▶ [WORK TO COMPLETE]:
Please count how many lines of the data include the word "WeeklyDigest". Give only that number in reply.

(Stored items from a collection)
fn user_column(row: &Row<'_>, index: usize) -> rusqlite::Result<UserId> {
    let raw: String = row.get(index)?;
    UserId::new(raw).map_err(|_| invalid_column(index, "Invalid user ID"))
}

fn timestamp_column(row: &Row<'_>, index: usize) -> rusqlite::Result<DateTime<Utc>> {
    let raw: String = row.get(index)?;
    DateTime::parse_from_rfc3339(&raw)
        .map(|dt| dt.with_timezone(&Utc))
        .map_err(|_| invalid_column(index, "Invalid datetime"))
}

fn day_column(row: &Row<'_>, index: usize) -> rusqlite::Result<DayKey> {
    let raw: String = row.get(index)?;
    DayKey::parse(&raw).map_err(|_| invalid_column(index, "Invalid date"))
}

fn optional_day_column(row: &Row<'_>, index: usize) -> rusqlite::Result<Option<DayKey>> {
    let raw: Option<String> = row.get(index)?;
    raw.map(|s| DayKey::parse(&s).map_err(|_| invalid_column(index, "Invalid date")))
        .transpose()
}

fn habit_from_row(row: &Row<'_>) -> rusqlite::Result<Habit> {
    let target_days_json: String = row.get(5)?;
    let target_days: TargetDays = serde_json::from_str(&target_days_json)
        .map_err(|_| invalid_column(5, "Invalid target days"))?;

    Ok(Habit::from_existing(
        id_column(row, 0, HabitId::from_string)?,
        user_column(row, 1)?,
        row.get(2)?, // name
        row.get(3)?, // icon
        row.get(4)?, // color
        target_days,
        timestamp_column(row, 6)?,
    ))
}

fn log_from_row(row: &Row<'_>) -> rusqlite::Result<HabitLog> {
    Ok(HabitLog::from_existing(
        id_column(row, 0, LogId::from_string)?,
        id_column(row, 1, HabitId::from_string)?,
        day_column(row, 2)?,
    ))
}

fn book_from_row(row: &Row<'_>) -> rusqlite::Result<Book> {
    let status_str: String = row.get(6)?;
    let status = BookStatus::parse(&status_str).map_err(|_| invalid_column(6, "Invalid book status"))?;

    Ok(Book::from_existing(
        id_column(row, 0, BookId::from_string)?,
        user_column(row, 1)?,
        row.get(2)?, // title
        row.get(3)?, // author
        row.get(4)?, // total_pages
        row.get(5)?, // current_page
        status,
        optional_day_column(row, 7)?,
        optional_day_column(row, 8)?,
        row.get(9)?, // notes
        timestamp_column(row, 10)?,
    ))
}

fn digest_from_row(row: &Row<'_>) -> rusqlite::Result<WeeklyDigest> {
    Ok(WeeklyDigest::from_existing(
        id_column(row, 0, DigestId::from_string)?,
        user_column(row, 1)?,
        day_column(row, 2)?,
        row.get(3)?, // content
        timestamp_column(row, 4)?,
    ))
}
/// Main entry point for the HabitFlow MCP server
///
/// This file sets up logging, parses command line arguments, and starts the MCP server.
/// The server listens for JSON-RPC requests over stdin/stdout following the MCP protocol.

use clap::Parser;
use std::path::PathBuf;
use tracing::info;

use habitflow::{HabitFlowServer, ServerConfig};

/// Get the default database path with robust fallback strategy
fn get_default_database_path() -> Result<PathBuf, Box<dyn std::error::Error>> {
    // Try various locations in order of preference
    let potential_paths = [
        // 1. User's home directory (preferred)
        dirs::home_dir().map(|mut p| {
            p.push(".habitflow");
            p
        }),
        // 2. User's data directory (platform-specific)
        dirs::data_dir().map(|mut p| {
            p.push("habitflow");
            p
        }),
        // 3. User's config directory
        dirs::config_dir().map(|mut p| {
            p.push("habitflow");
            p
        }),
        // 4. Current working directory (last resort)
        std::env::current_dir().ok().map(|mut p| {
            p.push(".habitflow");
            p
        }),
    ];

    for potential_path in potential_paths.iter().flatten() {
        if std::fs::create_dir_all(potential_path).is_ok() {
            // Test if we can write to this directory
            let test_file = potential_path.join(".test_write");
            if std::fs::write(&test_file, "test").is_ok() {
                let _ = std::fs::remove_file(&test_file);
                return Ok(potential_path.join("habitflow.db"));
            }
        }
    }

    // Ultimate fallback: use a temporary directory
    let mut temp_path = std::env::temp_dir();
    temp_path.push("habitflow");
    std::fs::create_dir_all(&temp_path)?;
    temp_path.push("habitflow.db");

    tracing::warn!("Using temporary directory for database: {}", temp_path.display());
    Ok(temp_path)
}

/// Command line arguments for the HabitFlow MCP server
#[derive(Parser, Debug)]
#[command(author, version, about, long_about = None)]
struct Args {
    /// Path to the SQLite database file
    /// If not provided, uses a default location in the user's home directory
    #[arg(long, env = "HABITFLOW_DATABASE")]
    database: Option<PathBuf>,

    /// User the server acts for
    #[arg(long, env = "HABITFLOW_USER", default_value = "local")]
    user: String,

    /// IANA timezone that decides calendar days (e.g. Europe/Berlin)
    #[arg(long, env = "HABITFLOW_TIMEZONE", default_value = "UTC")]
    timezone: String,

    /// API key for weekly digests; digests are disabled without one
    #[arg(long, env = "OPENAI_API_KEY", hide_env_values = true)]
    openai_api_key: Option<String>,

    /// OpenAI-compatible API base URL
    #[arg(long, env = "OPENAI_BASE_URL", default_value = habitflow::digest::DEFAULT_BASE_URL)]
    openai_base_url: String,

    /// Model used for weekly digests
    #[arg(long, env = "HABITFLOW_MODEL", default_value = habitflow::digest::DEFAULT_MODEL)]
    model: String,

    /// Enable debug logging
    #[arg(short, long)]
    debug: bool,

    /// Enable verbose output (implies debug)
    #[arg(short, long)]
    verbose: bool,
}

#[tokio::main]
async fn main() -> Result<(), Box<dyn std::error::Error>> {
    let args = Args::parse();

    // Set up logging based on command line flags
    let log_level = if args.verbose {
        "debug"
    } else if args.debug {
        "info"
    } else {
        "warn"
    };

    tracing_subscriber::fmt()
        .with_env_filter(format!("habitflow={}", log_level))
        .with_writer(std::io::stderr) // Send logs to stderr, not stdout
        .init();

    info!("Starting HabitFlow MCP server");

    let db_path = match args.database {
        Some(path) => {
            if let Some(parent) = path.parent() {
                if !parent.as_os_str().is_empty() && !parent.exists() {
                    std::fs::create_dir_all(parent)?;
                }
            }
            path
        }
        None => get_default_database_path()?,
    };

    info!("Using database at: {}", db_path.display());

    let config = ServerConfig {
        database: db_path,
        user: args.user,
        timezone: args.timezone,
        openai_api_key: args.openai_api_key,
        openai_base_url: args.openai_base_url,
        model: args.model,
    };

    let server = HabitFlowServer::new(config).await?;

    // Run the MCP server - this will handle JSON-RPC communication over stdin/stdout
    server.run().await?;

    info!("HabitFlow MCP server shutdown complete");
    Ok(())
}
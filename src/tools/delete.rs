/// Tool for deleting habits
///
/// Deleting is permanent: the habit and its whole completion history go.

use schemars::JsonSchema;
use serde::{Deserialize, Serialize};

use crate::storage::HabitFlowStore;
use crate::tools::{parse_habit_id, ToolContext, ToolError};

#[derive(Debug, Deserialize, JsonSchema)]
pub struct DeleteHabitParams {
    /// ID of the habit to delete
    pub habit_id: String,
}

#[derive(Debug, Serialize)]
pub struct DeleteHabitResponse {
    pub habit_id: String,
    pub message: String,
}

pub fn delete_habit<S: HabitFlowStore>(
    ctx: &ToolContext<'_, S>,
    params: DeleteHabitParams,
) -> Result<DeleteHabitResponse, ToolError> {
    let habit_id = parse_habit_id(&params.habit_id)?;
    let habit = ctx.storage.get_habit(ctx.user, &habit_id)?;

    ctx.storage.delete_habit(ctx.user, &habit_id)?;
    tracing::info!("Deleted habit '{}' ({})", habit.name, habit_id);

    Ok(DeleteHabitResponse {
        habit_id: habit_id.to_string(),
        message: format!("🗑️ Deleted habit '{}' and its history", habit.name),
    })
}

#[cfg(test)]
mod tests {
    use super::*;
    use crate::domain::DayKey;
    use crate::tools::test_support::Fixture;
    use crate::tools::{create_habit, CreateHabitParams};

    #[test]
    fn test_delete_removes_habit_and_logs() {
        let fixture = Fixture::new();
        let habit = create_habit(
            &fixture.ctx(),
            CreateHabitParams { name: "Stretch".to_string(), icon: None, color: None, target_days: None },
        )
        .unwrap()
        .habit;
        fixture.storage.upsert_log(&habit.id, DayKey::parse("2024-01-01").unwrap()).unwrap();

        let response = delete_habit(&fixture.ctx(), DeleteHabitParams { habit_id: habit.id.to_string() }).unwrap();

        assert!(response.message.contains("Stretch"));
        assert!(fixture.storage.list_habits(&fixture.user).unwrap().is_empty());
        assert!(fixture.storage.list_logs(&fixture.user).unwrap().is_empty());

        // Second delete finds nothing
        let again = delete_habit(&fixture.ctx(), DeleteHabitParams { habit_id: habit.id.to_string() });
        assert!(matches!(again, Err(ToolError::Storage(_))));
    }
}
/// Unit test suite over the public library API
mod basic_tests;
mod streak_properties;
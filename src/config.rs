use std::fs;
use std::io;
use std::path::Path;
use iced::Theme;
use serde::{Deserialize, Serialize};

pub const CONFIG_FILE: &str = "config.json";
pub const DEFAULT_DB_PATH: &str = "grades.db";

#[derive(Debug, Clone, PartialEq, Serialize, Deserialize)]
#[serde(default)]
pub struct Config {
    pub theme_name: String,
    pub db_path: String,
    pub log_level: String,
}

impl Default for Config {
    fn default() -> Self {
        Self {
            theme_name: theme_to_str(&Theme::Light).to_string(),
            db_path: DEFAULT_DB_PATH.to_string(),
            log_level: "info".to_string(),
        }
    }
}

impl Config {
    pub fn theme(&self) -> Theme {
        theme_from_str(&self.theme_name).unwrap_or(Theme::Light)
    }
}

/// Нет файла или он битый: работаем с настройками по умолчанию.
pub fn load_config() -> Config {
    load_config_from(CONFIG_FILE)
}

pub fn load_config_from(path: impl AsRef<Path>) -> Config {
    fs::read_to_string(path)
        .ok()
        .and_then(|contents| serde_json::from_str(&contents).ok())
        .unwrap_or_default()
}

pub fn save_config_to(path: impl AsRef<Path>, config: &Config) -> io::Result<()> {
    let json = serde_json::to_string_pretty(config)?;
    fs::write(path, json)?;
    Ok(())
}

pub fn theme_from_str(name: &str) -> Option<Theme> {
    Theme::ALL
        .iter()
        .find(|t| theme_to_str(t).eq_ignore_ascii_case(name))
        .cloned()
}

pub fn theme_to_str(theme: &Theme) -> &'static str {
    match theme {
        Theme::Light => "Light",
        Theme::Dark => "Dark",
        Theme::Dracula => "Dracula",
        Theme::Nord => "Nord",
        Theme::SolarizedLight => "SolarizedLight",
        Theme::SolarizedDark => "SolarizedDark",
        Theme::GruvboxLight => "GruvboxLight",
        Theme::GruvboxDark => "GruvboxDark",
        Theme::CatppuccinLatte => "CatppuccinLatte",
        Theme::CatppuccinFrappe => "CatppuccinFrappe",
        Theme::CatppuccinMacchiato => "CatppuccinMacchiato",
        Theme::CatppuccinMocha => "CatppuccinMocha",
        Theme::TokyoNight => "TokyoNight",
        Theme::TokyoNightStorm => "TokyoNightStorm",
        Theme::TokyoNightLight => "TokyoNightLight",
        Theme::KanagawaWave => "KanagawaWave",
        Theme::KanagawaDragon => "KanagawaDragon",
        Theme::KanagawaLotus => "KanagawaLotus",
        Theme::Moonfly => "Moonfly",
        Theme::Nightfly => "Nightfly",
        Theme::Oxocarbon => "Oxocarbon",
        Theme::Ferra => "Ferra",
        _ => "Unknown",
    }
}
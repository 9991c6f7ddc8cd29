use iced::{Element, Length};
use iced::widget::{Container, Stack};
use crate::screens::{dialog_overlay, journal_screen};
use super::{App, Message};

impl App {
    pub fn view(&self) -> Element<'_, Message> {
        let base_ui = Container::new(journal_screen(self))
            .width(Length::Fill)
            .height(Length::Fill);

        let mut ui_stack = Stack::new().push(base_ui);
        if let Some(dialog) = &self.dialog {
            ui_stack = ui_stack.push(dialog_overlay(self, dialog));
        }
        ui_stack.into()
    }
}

▶ [RESULT FOR THIS EXERCISE]:
2